Proper Fake

Last week I slammed the idiots who are seduced by marketing into paying exorbitant sums of money for ordinary products like vodka (Grey Goose) and guns (Heckler Und Koch).

Then yesterday I bitched about modern cars and their electronic gizmos that cost too much (in every sense of the word) and which at some point are going to be taken away from you;  and added that I’d really prefer to drive an older car without all that nonsense.

I thought that it might be kinda fun to combine those two concepts into a single buying experience.  Here’s how I figured it out.

First, we have a car company whose products command premium prices (i.e. you pay through the nose) for their old cars, but whose cars of that era were frankly just not very good, performance-wise.

Step forward the 1950s-era Porsche 356, and here’s a good example thereof:

Now let’s be honest, here.  The old 356 may have been very reliable (compared to its competitors) for that time, but if you’ve ever driven an original, you would have been horribly disappointed (as I most certainly was).  The engine is seriously underpowered, it doesn’t handle or brake that well on those skinny tires and drum brakes, although it does give tremendous driving fun because you always feel connected to the road.  But it’s the engine sound which really disappoints.  It sounds pretty much like a VW Beetle engine of the same vintage:  a kind of whiny clatter.  My take:  the original 356 isn’t worth as much as they’re being charged for.  Frankly, the premium prices are a function of restoration “to original” state.  Once you get past the Concours Set, the prices become more “reasonable” because restorers install modern switchgear, better wiring materials and nicer exhaust systems, for instance:

My thing about the 356 is that I just like its looks.  It’s quirky, a little ugly (“a lot ugly” — New Wife) but above all it has character.  Nothing else is quite like it.

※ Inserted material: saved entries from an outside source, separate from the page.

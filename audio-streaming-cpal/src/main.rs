use std::path::PathBuf;
use std::process::ExitCode;
use std::sync::Arc;

use clap::Parser;
use crossbeam_channel::{select, unbounded, Sender};

use audio_streaming_core::{
    AuthorizationStatus, StreamState, StreamingConfiguration, StreamingDelegate, StreamingSession,
};
use audio_streaming_cpal::{create_session_on, install_probe_authorization, DeviceEnumerator};

/// Stream the microphone to an ingest endpoint.
#[derive(Parser, Debug)]
#[command(name = "audio-stream", version)]
struct Args {
    /// Ingest URL (rtmp://, rtmps:// or tcp://host:port/path)
    #[arg(required_unless_present = "list_devices")]
    url: Option<String>,

    /// JSON configuration file
    #[arg(long)]
    config: Option<PathBuf>,

    /// Output sample rate in Hz
    #[arg(long)]
    sample_rate: Option<u32>,

    /// Output channel count (1 or 2)
    #[arg(long)]
    channels: Option<u16>,

    /// Input device name (defaults to the host default input)
    #[arg(long)]
    device: Option<String>,

    /// Start muted
    #[arg(long)]
    muted: bool,

    /// List input devices and exit
    #[arg(long)]
    list_devices: bool,
}

enum Event {
    State(StreamState),
    Interrupt,
}

struct StateLogger {
    events: Sender<Event>,
}

impl StreamingDelegate for StateLogger {
    fn on_state_changed(&self, state: StreamState) {
        log::info!("Stream state: {}", state);
        let _ = self.events.send(Event::State(state));
    }

    fn on_authorization_status(&self, status: AuthorizationStatus) {
        log::info!("Microphone authorization: {:?}", status);
    }
}

fn load_configuration(args: &Args) -> Result<StreamingConfiguration, String> {
    let mut config = match &args.config {
        Some(path) => StreamingConfiguration::load(path).map_err(|e| e.to_string())?,
        None => StreamingConfiguration::default(),
    };
    if let Some(sample_rate) = args.sample_rate {
        config.sample_rate = sample_rate;
        config.bitrate = sample_rate * 16 * config.channels as u32;
    }
    if let Some(channels) = args.channels {
        config.channels = channels;
        config.bitrate = config.sample_rate * 16 * channels as u32;
    }
    config.validate()?;
    Ok(config)
}

fn run(args: Args) -> Result<(), String> {
    if args.list_devices {
        let devices = DeviceEnumerator::new().list_input_devices().map_err(|e| e.to_string())?;
        for device in devices {
            println!("{:?}\t{}", device.role, device.name);
        }
        return Ok(());
    }
    let url = args.url.clone().ok_or("missing ingest URL")?;

    let config = load_configuration(&args)?;
    install_probe_authorization().map_err(|e| e.to_string())?;
    let session: StreamingSession =
        create_session_on(config, args.device.as_deref()).map_err(|e| e.to_string())?;
    session.set_muted(args.muted);

    let (events, event_rx) = unbounded();
    let delegate: Arc<dyn StreamingDelegate> = Arc::new(StateLogger { events });
    session.set_delegate(&delegate);

    let (interrupt_tx, interrupt_rx) = unbounded();
    ctrlc::set_handler(move || {
        let _ = interrupt_tx.send(Event::Interrupt);
    })
    .map_err(|e| format!("failed to install Ctrl-C handler: {}", e))?;

    session.start(&url, |ok| {
        if ok {
            log::info!("Streaming; press Ctrl-C to stop");
        } else {
            log::error!("Failed to start streaming");
        }
    });

    let mut failed = false;
    loop {
        let event = select! {
            recv(event_rx) -> event => event.map_err(|e| e.to_string())?,
            recv(interrupt_rx) -> event => event.map_err(|e| e.to_string())?,
        };
        match event {
            Event::Interrupt => {
                log::info!("Stopping");
                session.stop();
            }
            Event::State(StreamState::Error) => {
                failed = true;
                session.stop();
            }
            Event::State(StreamState::Disconnected) => break,
            Event::State(_) => {}
        }
    }

    let diagnostics = session.diagnostics();
    match serde_json::to_string_pretty(&diagnostics) {
        Ok(json) => println!("{}", json),
        Err(e) => log::warn!("Failed to serialize diagnostics: {}", e),
    }

    match (failed, session.last_error()) {
        (true, Some(error)) => Err(error.to_string()),
        (true, None) => Err("stream failed".into()),
        _ => Ok(()),
    }
}

fn main() -> ExitCode {
    env_logger::Builder::from_env(env_logger::Env::default().default_filter_or("info")).init();

    match run(Args::parse()) {
        Ok(()) => ExitCode::SUCCESS,
        Err(e) => {
            log::error!("{}", e);
            ExitCode::FAILURE
        }
    }
}
use std::path::Path;
use std::time::Duration;

use serde::{Deserialize, Serialize};

use super::error::StreamError;

/// Configuration for a streaming session.
///
/// The session snapshots this on its first `start`; later changes are ignored.
#[derive(Debug, Clone, PartialEq, Serialize, Deserialize)]
#[serde(default)]
pub struct StreamingConfiguration {
    /// Output sample rate in Hz (default: 44100).
    pub sample_rate: u32,

    /// Number of output channels (default: 1). Valid values: 1, 2.
    pub channels: u16,

    /// Target bitrate in bits per second. Defaults to the 16-bit PCM rate.
    pub bitrate: u32,

    /// Length of one encoded frame in milliseconds (default: 20).
    pub frame_duration_ms: u32,

    /// Raw buffers held between capture and encoder. Oldest dropped on overflow.
    pub capture_queue_capacity: usize,

    /// Encoded frames held between encoder and network. Newest dropped on overflow.
    pub transmit_queue_capacity: usize,

    /// Consecutive backpressure drops before the channel gives up.
    pub max_backpressure_drops: u32,

    pub connect_timeout_ms: u64,

    pub disconnect_timeout_ms: u64,
}

impl StreamingConfiguration {
    pub fn validate(&self) -> Result<(), String> {
        if !(8_000..=192_000).contains(&self.sample_rate) {
            return Err(format!("unsupported sample rate: {}", self.sample_rate));
        }
        if ![1, 2].contains(&self.channels) {
            return Err(format!("unsupported channel count: {}", self.channels));
        }
        if self.bitrate == 0 {
            return Err("bitrate must be positive".into());
        }
        if !(10..=100).contains(&self.frame_duration_ms) {
            return Err(format!(
                "frame duration must be 10-100 ms, got {}",
                self.frame_duration_ms
            ));
        }
        if self.capture_queue_capacity == 0 || self.transmit_queue_capacity == 0 {
            return Err("queue capacities must be positive".into());
        }
        if self.max_backpressure_drops == 0 {
            return Err("max_backpressure_drops must be positive".into());
        }
        if self.connect_timeout_ms == 0 || self.disconnect_timeout_ms == 0 {
            return Err("connect and disconnect timeouts must be positive".into());
        }
        Ok(())
    }

    /// Parse a JSON configuration; missing fields take their defaults.
    pub fn from_json_str(json: &str) -> Result<Self, StreamError> {
        let config: Self = serde_json::from_str(json)
            .map_err(|e| StreamError::ConfigurationFailed(format!("invalid json: {}", e)))?;
        config.validate().map_err(StreamError::ConfigurationFailed)?;
        Ok(config)
    }

    pub fn load(path: &Path) -> Result<Self, StreamError> {
        let json = std::fs::read_to_string(path).map_err(|e| {
            StreamError::ConfigurationFailed(format!("failed to read {}: {}", path.display(), e))
        })?;
        Self::from_json_str(&json)
    }

    /// Samples per channel in one encoded frame.
    pub fn samples_per_frame(&self) -> usize {
        (self.sample_rate as u64 * self.frame_duration_ms as u64 / 1000) as usize
    }

    pub fn connect_timeout(&self) -> Duration {
        Duration::from_millis(self.connect_timeout_ms)
    }

    pub fn disconnect_timeout(&self) -> Duration {
        Duration::from_millis(self.disconnect_timeout_ms)
    }
}

impl Default for StreamingConfiguration {
    fn default() -> Self {
        Self {
            sample_rate: 44_100,
            channels: 1,
            bitrate: 44_100 * 16,
            frame_duration_ms: 20,
            capture_queue_capacity: 32,
            transmit_queue_capacity: 256,
            max_backpressure_drops: 250,
            connect_timeout_ms: 10_000,
            disconnect_timeout_ms: 3_000,
        }
    }
}

#[cfg(test)]
mod tests {
    use super::*;

    #[test]
    fn default_is_valid() {
        assert!(StreamingConfiguration::default().validate().is_ok());
    }

    #[test]
    fn rejects_bad_channels() {
        let config = StreamingConfiguration {
            channels: 6,
            ..Default::default()
        };
        assert!(config.validate().unwrap_err().contains("channel"));
    }

    #[test]
    fn rejects_zero_capacity() {
        let config = StreamingConfiguration {
            transmit_queue_capacity: 0,
            ..Default::default()
        };
        assert!(config.validate().is_err());
    }

    #[test]
    fn rejects_zero_timeouts() {
        let connect = StreamingConfiguration {
            connect_timeout_ms: 0,
            ..Default::default()
        };
        assert!(connect.validate().unwrap_err().contains("timeout"));

        let disconnect = StreamingConfiguration {
            disconnect_timeout_ms: 0,
            ..Default::default()
        };
        assert!(disconnect.validate().unwrap_err().contains("timeout"));
    }

    #[test]
    fn json_fills_missing_fields_with_defaults() {
        let config =
            StreamingConfiguration::from_json_str(r#"{ "sample_rate": 48000, "channels": 2 }"#)
                .unwrap();
        assert_eq!(config.sample_rate, 48000);
        assert_eq!(config.channels, 2);
        assert_eq!(config.frame_duration_ms, 20);
        assert_eq!(config.transmit_queue_capacity, 256);
    }

    #[test]
    fn json_validation_errors_surface() {
        let err = StreamingConfiguration::from_json_str(r#"{ "sample_rate": 100 }"#).unwrap_err();
        assert!(matches!(err, StreamError::ConfigurationFailed(_)));
    }

    #[test]
    fn samples_per_frame_matches_duration() {
        let config = StreamingConfiguration {
            sample_rate: 48_000,
            frame_duration_ms: 20,
            ..Default::default()
        };
        assert_eq!(config.samples_per_frame(), 960);
    }
}
//! # audio-streaming-cpal
//!
//! Host backend for audio-streaming-core.
//!
//! Provides:
//! - `CpalMicCapture`: microphone capture via cpal at the device's native format
//! - `DeviceEnumerator`: input device listing and primary/secondary selection
//! - `ProbeAuthorization`: microphone access inferred by probing the device
//! - `create_session`: a `StreamingSession` wired to the microphone, the PCM
//!   encoder and the TCP transport
//!
//! ## Usage
//! ```ignore
//! use audio_streaming_cpal::create_session;
//! use audio_streaming_core::StreamingConfiguration;
//!
//! let session = create_session(StreamingConfiguration::default())?;
//! session.start("rtmp://ingest.example.com/live/key", |ok| println!("started: {}", ok));
//! ```

pub mod authorization;
pub mod cpal_mic;
pub mod device_enumerator;

use std::sync::Arc;

use audio_streaming_core::{
    AuthorizationGate, PcmFrameEncoder, StreamError, StreamingConfiguration, StreamingSession,
    TcpTransport,
};

pub use authorization::ProbeAuthorization;
pub use cpal_mic::CpalMicCapture;
pub use device_enumerator::DeviceEnumerator;

/// Create a session on the primary input device, falling back to the
/// secondary. Fails with `DeviceUnavailable` if the host has neither.
pub fn create_session(configuration: StreamingConfiguration) -> Result<StreamingSession, StreamError> {
    create_session_on(configuration, None)
}

/// Like `create_session`, optionally pinned to an input device by name.
pub fn create_session_on(
    configuration: StreamingConfiguration,
    device: Option<&str>,
) -> Result<StreamingSession, StreamError> {
    let capture = match device {
        Some(name) => CpalMicCapture::with_device(name)?,
        None => CpalMicCapture::default_device()?,
    };
    StreamingSession::new(
        configuration,
        Box::new(capture),
        Box::new(PcmFrameEncoder::new()),
        Box::new(TcpTransport::new()),
        AuthorizationGate::shared(),
    )
}

/// Route the process-wide authorization gate through `ProbeAuthorization`.
///
/// Must run before anything touches `AuthorizationGate::shared()`.
pub fn install_probe_authorization() -> Result<(), StreamError> {
    AuthorizationGate::install_shared(Arc::new(ProbeAuthorization))
}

But if you strip away all the Porsche stuff and just go with what it looks like, you get one of these:

Looks like a 356 museum, dunnit?  But all those 356s are replicas (gasp!):  fiberglass bodies attached to a shortened ’71 VW Beetle chassis, powered by a 2.3-liter VW engine, which pushes out 125 hp (compared to the original 356’s 90-odd hp).  Plenty power for that little body, and they come with a proper exhaust system which makes them sound more modern Porsche than old Beetle.  Modern tires, too.

Price?  Between $60,000 and $72,000.

Still too much?  I don’t think so, because this isn’t one of those DIY garage fiberglass kit cars.  If you order one from this particular manufacturer, you could wait up to two years for your order to get fulfilled.  Me, I’d just get one of the existing stock ones, as in the pic.

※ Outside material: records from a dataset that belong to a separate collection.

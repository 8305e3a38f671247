// Copyright (C) 2025 SyncMyOrders Sp. z o.o.
// SPDX-License-Identifier: AGPL-3.0-or-later
//! Cluster label and node snapshots driven by cluster manager events.

use std::collections::HashMap;
use std::fmt;
use std::sync::{Arc, RwLock};

use async_trait::async_trait;
use serde::{Deserialize, Serialize};
use tracing::{info, instrument};

use crate::error::{IntentError, Result};
use crate::model::{ClusterLabels, ClusterNodes};
use crate::store::IntentStore;

/// Change reported for one cluster.
#[derive(Debug, Clone, Copy, PartialEq, Eq, Serialize, Deserialize)]
#[serde(rename_all = "UPPERCASE")]
pub enum ClmEvent {
    Created,
    Updated,
    Deleted,
}

impl fmt::Display for ClmEvent {
    fn fmt(&self, f: &mut fmt::Formatter<'_>) -> fmt::Result {
        let s = match self {
            ClmEvent::Created => "CREATED",
            ClmEvent::Updated => "UPDATED",
            ClmEvent::Deleted => "DELETED",
        };
        f.write_str(s)
    }
}

/// Source of cluster labels and node capacity.
#[async_trait]
pub trait ClusterInventory: Send + Sync {
    async fn labels(&self, provider: &str, cluster: &str) -> Result<ClusterLabels>;
    async fn nodes(&self, provider: &str, cluster: &str) -> Result<ClusterNodes>;
}

/// Inventory held in memory, filled by the caller.
#[derive(Default)]
pub struct StaticInventory {
    clusters: RwLock<HashMap<(String, String), (ClusterLabels, ClusterNodes)>>,
}

impl StaticInventory {
    pub fn new() -> Arc<Self> {
        Arc::new(Self::default())
    }

    pub fn set(&self, provider: &str, cluster: &str, labels: ClusterLabels, nodes: ClusterNodes) {
        if let Ok(mut clusters) = self.clusters.write() {
            clusters.insert((provider.to_string(), cluster.to_string()), (labels, nodes));
        }
    }

    fn lookup(&self, provider: &str, cluster: &str) -> Result<(ClusterLabels, ClusterNodes)> {
        self.clusters
            .read()
            .ok()
            .and_then(|c| c.get(&(provider.to_string(), cluster.to_string())).cloned())
            .ok_or_else(|| IntentError::NotFound(format!("cluster {provider}+{cluster}")))
    }
}

#[async_trait]
impl ClusterInventory for StaticInventory {
    async fn labels(&self, provider: &str, cluster: &str) -> Result<ClusterLabels> {
        Ok(self.lookup(provider, cluster)?.0)
    }

    async fn nodes(&self, provider: &str, cluster: &str) -> Result<ClusterNodes> {
        Ok(self.lookup(provider, cluster)?.1)
    }
}

/// Keeps the `clusterLabels` and `clusterNodes` snapshots in step with the cluster manager.
#[derive(Clone)]
pub struct ClusterSnapshots {
    intents: IntentStore,
    inventory: Arc<dyn ClusterInventory>,
}

impl ClusterSnapshots {
    pub fn new(intents: IntentStore, inventory: Arc<dyn ClusterInventory>) -> Self {
        Self { intents, inventory }
    }

    #[instrument(skip(self))]
    pub async fn handle_event(&self, provider: &str, cluster: &str, event: ClmEvent) -> Result<()> {
        match event {
            ClmEvent::Created | ClmEvent::Updated => {
                let labels = self.inventory.labels(provider, cluster).await?;
                let nodes = self.inventory.nodes(provider, cluster).await?;
                self.intents.put_cluster_labels(provider, cluster, &labels).await?;
                self.intents.put_cluster_nodes(provider, cluster, &nodes).await?;
                info!(
                    provider,
                    cluster,
                    labels = labels.labels.len(),
                    nodes = nodes.nodes.len(),
                    "Cluster snapshot stored"
                );
            }
            ClmEvent::Deleted => {
                self.intents.remove_cluster_snapshot(provider, cluster).await?;
                info!(provider, cluster, "Cluster snapshot removed");
            }
        }
        Ok(())
    }
}

#[cfg(test)]
mod tests {
    use super::*;
    use crate::model::NodeInfo;
    use appsync_core::persistence::MemoryStore;

    #[tokio::test]
    async fn test_snapshot_follows_events() {
        let inventory = StaticInventory::new();
        inventory.set(
            "p",
            "c1",
            ClusterLabels {
                labels: vec!["edge".to_string()],
            },
            ClusterNodes {
                nodes: vec![NodeInfo {
                    name: "n1".to_string(),
                    ..Default::default()
                }],
            },
        );
        let intents = IntentStore::new(Arc::new(MemoryStore::new()));
        let snapshots = ClusterSnapshots::new(intents.clone(), inventory);

        snapshots.handle_event("p", "c1", ClmEvent::Created).await.unwrap();
        assert_eq!(intents.get_cluster_nodes("p", "c1").await.unwrap().unwrap().nodes.len(), 1);

        snapshots.handle_event("p", "c1", ClmEvent::Deleted).await.unwrap();
        assert!(intents.get_cluster_labels("p", "c1").await.unwrap().is_none());
        assert!(intents.get_cluster_nodes("p", "c1").await.unwrap().is_none());

        let missing = snapshots.handle_event("p", "c9", ClmEvent::Updated).await;
        assert!(matches!(missing, Err(IntentError::NotFound(_))));
    }

    #[test]
    fn test_event_wire_names() {
        assert_eq!(serde_json::to_string(&ClmEvent::Created).unwrap(), "\"CREATED\"");
        let parsed: ClmEvent = serde_json::from_str("\"DELETED\"").unwrap();
        assert_eq!(parsed, ClmEvent::Deleted);
        assert_eq!(ClmEvent::Updated.to_string(), "UPDATED");
    }
}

But hey, not everyone likes the 356.  However, everybody loves the Ferrari 250 Spyder, right?

Whoa.

Trouble is that these puppies sell for well over a million — or more — and now you’re in a lot more silliness than a $30 bottle of vodka.

Except that the model above sells for $105,000.  How so?  Well, it’s not a “pure Ferrari”.  Like the Vintage Motors replica of the Porsche 356 above, this is a fiberglass bodied Ferrari lookalike with a… 6.9-liter Ford V8 under the hood.  (Take that, Ferrari!)

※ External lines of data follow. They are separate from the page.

// Copyright (C) 2025 SyncMyOrders Sp. z o.o.
// SPDX-License-Identifier: AGPL-3.0-or-later
//! Deterministic in-process cluster client.
//!
//! [`FakeClusters`] is a shared registry of simulated clusters. Every
//! [`FakeClusterClient`] handed out by a connector records into it, so tests
//! can assert which resources were applied or deleted on which cluster and
//! inject unreachability, failures and latency.

use std::collections::{BTreeMap, HashMap, HashSet};
use std::sync::{Arc, Mutex, MutexGuard};
use std::time::Duration;

use async_trait::async_trait;

use super::{ClientError, ClientResult, ClusterClient, STATUS_CR_KIND, resource_identity};

#[derive(Debug, Default)]
struct FakeCluster {
    /// Live objects keyed by `(kind, name)`.
    live: BTreeMap<(String, String), Vec<u8>>,
    applied: Vec<String>,
    deleted: Vec<String>,
    approved: Vec<String>,
    watchers: usize,
    unreachable: bool,
    /// Number of upcoming reachability probes that fail.
    failing_probes: u32,
    probes: u32,
    fail_apply: HashSet<String>,
    fail_delete: HashSet<String>,
    apply_delay: Duration,
}

/// Shared registry of simulated clusters.
#[derive(Debug, Default)]
pub struct FakeClusters {
    clusters: Mutex<HashMap<String, FakeCluster>>,
}

impl FakeClusters {
    /// Create an empty registry behind an `Arc`.
    pub fn new() -> Arc<Self> {
        Arc::new(Self::default())
    }

    fn lock(&self) -> MutexGuard<'_, HashMap<String, FakeCluster>> {
        // A panicking test thread must not poison every other assertion.
        self.clusters.lock().unwrap_or_else(|e| e.into_inner())
    }

    fn with<R>(&self, cluster: &str, f: impl FnOnce(&mut FakeCluster) -> R) -> R {
        let mut clusters = self.lock();
        f(clusters.entry(cluster.to_string()).or_default())
    }

    /// A client bound to `cluster`.
    pub fn client(self: &Arc<Self>, cluster: &str) -> FakeClusterClient {
        FakeClusterClient {
            cluster: cluster.to_string(),
            clusters: Arc::clone(self),
        }
    }

    /// Make a cluster unreachable (or reachable again).
    pub fn set_unreachable(&self, cluster: &str, unreachable: bool) {
        self.with(cluster, |c| c.unreachable = unreachable);
    }

    /// Fail the next `count` reachability probes of a cluster.
    pub fn fail_next_probes(&self, cluster: &str, count: u32) {
        self.with(cluster, |c| c.failing_probes = count);
    }

    /// Fail every apply of the named resource on a cluster.
    pub fn fail_apply(&self, cluster: &str, name: &str) {
        self.with(cluster, |c| {
            c.fail_apply.insert(name.to_string());
        });
    }

    /// Fail every delete of the named resource on a cluster.
    pub fn fail_delete(&self, cluster: &str, name: &str) {
        self.with(cluster, |c| {
            c.fail_delete.insert(name.to_string());
        });
    }

    /// Delay every apply on a cluster.
    pub fn set_apply_delay(&self, cluster: &str, delay: Duration) {
        self.with(cluster, |c| c.apply_delay = delay);
    }

    /// Names of successfully applied resources, in order, status CRs excluded.
    pub fn applied(&self, cluster: &str) -> Vec<String> {
        self.with(cluster, |c| c.applied.clone())
    }

    /// Names of deleted resources, in order, status CRs excluded.
    pub fn deleted(&self, cluster: &str) -> Vec<String> {
        self.with(cluster, |c| c.deleted.clone())
    }

    /// Names of CSRs approved on a cluster.
    pub fn approved(&self, cluster: &str) -> Vec<String> {
        self.with(cluster, |c| c.approved.clone())
    }

    /// Names of live resources, status CRs excluded, sorted.
    pub fn live(&self, cluster: &str) -> Vec<String> {
        self.with(cluster, |c| {
            c.live
                .keys()
                .filter(|(kind, _)| kind != STATUS_CR_KIND)
                .map(|(_, name)| name.clone())
                .collect()
        })
    }

    /// Current content of a live resource.
    pub fn live_content(&self, cluster: &str, name: &str) -> Option<Vec<u8>> {
        self.with(cluster, |c| {
            c.live
                .iter()
                .find(|((kind, n), _)| n == name && kind != STATUS_CR_KIND)
                .map(|(_, v)| v.clone())
        })
    }

    /// Names of live status CRs, sorted.
    pub fn status_crs(&self, cluster: &str) -> Vec<String> {
        self.with(cluster, |c| {
            c.live
                .keys()
                .filter(|(kind, _)| kind == STATUS_CR_KIND)
                .map(|(_, name)| name.clone())
                .collect()
        })
    }

    /// Number of watcher starts requested for a cluster.
    pub fn watcher_starts(&self, cluster: &str) -> usize {
        self.with(cluster, |c| c.watchers)
    }

    /// Number of reachability probes made against a cluster.
    pub fn probes(&self, cluster: &str) -> u32 {
        self.with(cluster, |c| c.probes)
    }

    pub(crate) fn record_watcher(&self, cluster: &str) {
        self.with(cluster, |c| c.watchers += 1);
    }

    /// Total number of applies across every cluster, status CRs excluded.
    pub fn total_applied(&self) -> usize {
        self.lock().values().map(|c| c.applied.len()).sum()
    }

    /// Total number of deletes across every cluster, status CRs excluded.
    pub fn total_deleted(&self) -> usize {
        self.lock().values().map(|c| c.deleted.len()).sum()
    }
}

/// Client for one simulated cluster.
#[derive(Debug, Clone)]
pub struct FakeClusterClient {
    cluster: String,
    clusters: Arc<FakeClusters>,
}

impl FakeClusterClient {
    fn check_reachable(&self) -> ClientResult<()> {
        if self.clusters.with(&self.cluster, |c| c.unreachable) {
            return Err(ClientError::Unreachable(self.cluster.clone()));
        }
        Ok(())
    }
}

#[async_trait]
impl ClusterClient for FakeClusterClient {
    async fn apply(&self, content: &[u8]) -> ClientResult<()> {
        let (kind, name) = resource_identity(content)?;
        let delay = self.clusters.with(&self.cluster, |c| c.apply_delay);
        if !delay.is_zero() {
            tokio::time::sleep(delay).await;
        }
        self.check_reachable()?;
        self.clusters.with(&self.cluster, |c| {
            if c.fail_apply.contains(&name) {
                return Err(ClientError::Injected(format!("apply {}", name)));
            }
            if kind != STATUS_CR_KIND {
                c.applied.push(name.clone());
            }
            c.live.insert((kind, name), content.to_vec());
            Ok(())
        })
    }

    async fn delete(&self, content: &[u8]) -> ClientResult<()> {
        let (kind, name) = resource_identity(content)?;
        self.check_reachable()?;
        self.clusters.with(&self.cluster, |c| {
            if c.fail_delete.contains(&name) {
                return Err(ClientError::Injected(format!("delete {}", name)));
            }
            if kind != STATUS_CR_KIND {
                c.deleted.push(name.clone());
            }
            c.live.remove(&(kind, name));
            Ok(())
        })
    }

    async fn get(&self, content: &[u8], _namespace: &str) -> ClientResult<Vec<u8>> {
        let (kind, name) = resource_identity(content)?;
        self.check_reachable()?;
        self.clusters.with(&self.cluster, |c| {
            c.live
                .get(&(kind.clone(), name.clone()))
                .cloned()
                .ok_or_else(|| ClientError::Other(format!("{} {} not found", kind, name)))
        })
    }

    async fn approve(&self, name: &str, _approval: &[u8]) -> ClientResult<()> {
        self.check_reachable()?;
        self.clusters
            .with(&self.cluster, |c| c.approved.push(name.to_string()));
        Ok(())
    }

    async fn is_reachable(&self) -> ClientResult<()> {
        self.clusters.with(&self.cluster, |c| {
            c.probes += 1;
            if c.failing_probes > 0 {
                c.failing_probes -= 1;
                return Err(ClientError::Unreachable(self.cluster.clone()));
            }
            if c.unreachable {
                return Err(ClientError::Unreachable(self.cluster.clone()));
            }
            Ok(())
        })
    }
}

#[cfg(test)]
mod tests {
    use super::*;

    const CM: &[u8] = b"apiVersion: v1\nkind: ConfigMap\nmetadata:\n  name: cm1\n";

    #[tokio::test]
    async fn test_apply_get_delete() {
        let clusters = FakeClusters::new();
        let client = clusters.client("p+c1");

        client.apply(CM).await.unwrap();
        assert_eq!(clusters.applied("p+c1"), vec!["cm1"]);
        assert_eq!(clusters.live("p+c1"), vec!["cm1"]);
        assert_eq!(client.get(CM, "default").await.unwrap(), CM.to_vec());

        client.delete(CM).await.unwrap();
        client.delete(CM).await.unwrap();
        assert_eq!(clusters.deleted("p+c1"), vec!["cm1", "cm1"]);
        assert!(clusters.live("p+c1").is_empty());
        assert!(client.get(CM, "default").await.is_err());
    }

    #[tokio::test]
    async fn test_unreachable_and_probes() {
        let clusters = FakeClusters::new();
        let client = clusters.client("p+c1");

        clusters.fail_next_probes("p+c1", 2);
        assert!(client.is_reachable().await.is_err());
        assert!(client.is_reachable().await.is_err());
        assert!(client.is_reachable().await.is_ok());
        assert_eq!(clusters.probes("p+c1"), 3);

        clusters.set_unreachable("p+c1", true);
        assert!(matches!(
            client.apply(CM).await,
            Err(ClientError::Unreachable(_))
        ));
        assert!(clusters.applied("p+c1").is_empty());
    }

    #[tokio::test]
    async fn test_injected_failure() {
        let clusters = FakeClusters::new();
        clusters.fail_apply("p+c2", "cm1");
        let err = clusters.client("p+c2").apply(CM).await.unwrap_err();
        assert!(matches!(err, ClientError::Injected(_)));
        // Other clusters are unaffected.
        clusters.client("p+c1").apply(CM).await.unwrap();
    }

    #[tokio::test]
    async fn test_status_crs_tracked_separately() {
        let clusters = FakeClusters::new();
        let client = clusters.client("p+c1");
        let cr = b"kind: ResourceBundleState\nmetadata:\n  name: 1-a1\n";
        client.apply(cr).await.unwrap();
        client.apply(CM).await.unwrap();
        assert_eq!(clusters.status_crs("p+c1"), vec!["1-a1"]);
        assert_eq!(clusters.live("p+c1"), vec!["cm1"]);
        assert_eq!(clusters.applied("p+c1"), vec!["cm1"]);
    }
}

Okay:  is this going to handle anything like a Ferrari (any Ferrari)?  Most definitely not.  Does it matter?  No.

Because you’re not going to track this car (unless you’re an idiot), you’re going to drive around in a little beauty, at 10% of the cost of the original, with an AC Cobra-like thunder coming out of the exhaust.

It’s all very well being a badge “purist”.  The problem is that the owners of the badges have made their products so expensive that the cars are all being bought by essentially the same 100 people, leaving the rest of us plebs out of the picture.

The thing is that to those 100 guys, the “proper” badges are either purchased for bragging rights (i.e. dick comps) or as investments, no different from a condo in Monaco or a 25-carat diamond (don’t get me started on De Beers or we’ll be here all day).

Just in passing, I wonder how many miles Bill Gates has put on his Porsche 959?  (And if that story doesn’t make you grit your teeth in frustrated fury — for so many reasons — we can’t be friends.)

But there are guys who love the cars not for their “collector value” or any of that bollocks, but for their exquisite beauty and perhaps to a lesser degree, for their performance.  Guys like me.

And I have to tell you that if I won the lottery and some guy had put together a proper fiberglass Dino 246 shell on, say, a Porsche Boxster-type frame and engine…


…hold me back.

So I guess my question for y’all would be:  what quality (but inexpensive) replica would float your boat if you saw one?

Fooling The Gullible

As a longtime marketing guy, I’m still fascinated by how easy it is to hoodwink people by making them think that a higher price equates to better quality.

The genius move, however, is to build on another perception of quality, e.g. “German engineering” or “French luxury” as a support for that higher price.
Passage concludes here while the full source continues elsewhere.